◆ **Problem**
If a line in the records below contains the word "differ", copy it.

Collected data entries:
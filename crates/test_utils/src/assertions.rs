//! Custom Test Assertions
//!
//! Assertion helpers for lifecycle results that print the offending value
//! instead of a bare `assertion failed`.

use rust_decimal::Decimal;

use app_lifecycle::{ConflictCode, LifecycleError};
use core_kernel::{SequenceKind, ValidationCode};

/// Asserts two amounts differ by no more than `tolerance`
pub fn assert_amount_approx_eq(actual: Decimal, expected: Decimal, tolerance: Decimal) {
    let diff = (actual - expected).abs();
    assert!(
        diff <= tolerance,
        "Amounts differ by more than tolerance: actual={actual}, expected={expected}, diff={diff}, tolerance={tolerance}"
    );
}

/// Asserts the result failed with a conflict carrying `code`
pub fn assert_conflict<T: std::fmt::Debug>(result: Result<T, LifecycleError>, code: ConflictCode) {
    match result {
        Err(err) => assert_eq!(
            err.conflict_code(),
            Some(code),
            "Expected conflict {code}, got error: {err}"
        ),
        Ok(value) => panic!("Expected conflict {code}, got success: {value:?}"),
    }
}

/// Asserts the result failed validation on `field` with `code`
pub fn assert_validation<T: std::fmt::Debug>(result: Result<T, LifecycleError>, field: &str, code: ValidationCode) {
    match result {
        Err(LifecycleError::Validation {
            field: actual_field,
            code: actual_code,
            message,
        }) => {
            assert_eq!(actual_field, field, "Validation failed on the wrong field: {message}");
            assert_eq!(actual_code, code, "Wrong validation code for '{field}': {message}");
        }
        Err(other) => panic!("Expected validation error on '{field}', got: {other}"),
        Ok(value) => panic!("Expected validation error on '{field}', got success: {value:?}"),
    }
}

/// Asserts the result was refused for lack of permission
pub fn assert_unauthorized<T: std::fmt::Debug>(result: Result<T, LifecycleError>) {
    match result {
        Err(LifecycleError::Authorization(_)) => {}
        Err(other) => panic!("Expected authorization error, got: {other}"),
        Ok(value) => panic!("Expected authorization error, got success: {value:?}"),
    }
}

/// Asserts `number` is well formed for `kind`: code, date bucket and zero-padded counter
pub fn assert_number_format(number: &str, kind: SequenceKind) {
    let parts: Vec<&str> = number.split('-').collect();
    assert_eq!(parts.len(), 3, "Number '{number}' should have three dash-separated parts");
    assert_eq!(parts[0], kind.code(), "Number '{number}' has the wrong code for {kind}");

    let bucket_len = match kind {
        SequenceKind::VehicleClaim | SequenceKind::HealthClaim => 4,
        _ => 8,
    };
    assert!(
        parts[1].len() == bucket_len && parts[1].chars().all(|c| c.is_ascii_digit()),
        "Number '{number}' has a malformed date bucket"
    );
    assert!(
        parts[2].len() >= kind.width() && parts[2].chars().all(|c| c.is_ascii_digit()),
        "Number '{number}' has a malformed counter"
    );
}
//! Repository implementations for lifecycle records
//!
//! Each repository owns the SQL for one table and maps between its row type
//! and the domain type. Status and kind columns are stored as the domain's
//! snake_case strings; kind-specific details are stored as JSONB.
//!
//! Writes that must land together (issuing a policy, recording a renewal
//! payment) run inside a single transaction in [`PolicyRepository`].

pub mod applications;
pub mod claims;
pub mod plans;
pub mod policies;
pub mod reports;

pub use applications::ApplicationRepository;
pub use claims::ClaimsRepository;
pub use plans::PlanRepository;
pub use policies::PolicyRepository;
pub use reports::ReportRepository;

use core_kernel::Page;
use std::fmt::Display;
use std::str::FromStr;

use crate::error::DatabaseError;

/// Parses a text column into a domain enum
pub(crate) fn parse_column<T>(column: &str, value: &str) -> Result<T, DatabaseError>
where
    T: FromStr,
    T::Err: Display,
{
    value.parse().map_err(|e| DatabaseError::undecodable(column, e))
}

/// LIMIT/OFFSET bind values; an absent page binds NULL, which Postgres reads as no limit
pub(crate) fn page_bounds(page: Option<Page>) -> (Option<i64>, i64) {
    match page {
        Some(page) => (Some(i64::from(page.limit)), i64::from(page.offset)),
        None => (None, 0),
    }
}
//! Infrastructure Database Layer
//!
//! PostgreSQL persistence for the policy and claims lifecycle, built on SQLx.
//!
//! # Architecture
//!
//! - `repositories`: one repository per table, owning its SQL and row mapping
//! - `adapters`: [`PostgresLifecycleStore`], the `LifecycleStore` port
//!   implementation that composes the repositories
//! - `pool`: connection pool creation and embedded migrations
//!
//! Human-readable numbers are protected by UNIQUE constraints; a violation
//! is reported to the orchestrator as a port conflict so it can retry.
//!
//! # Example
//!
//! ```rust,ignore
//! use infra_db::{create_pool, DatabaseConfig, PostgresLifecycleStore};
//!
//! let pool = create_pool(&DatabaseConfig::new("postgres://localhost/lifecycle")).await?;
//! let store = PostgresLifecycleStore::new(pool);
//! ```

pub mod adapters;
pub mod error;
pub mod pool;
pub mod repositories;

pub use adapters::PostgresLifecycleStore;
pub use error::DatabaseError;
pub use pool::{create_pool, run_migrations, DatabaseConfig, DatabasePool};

◆ **Output for this task**
/// Asserts two amounts differ by no more than `tolerance`
        "Amounts differ by more than tolerance: actual={actual}, expected={expected}, diff={diff}, tolerance={tolerance}"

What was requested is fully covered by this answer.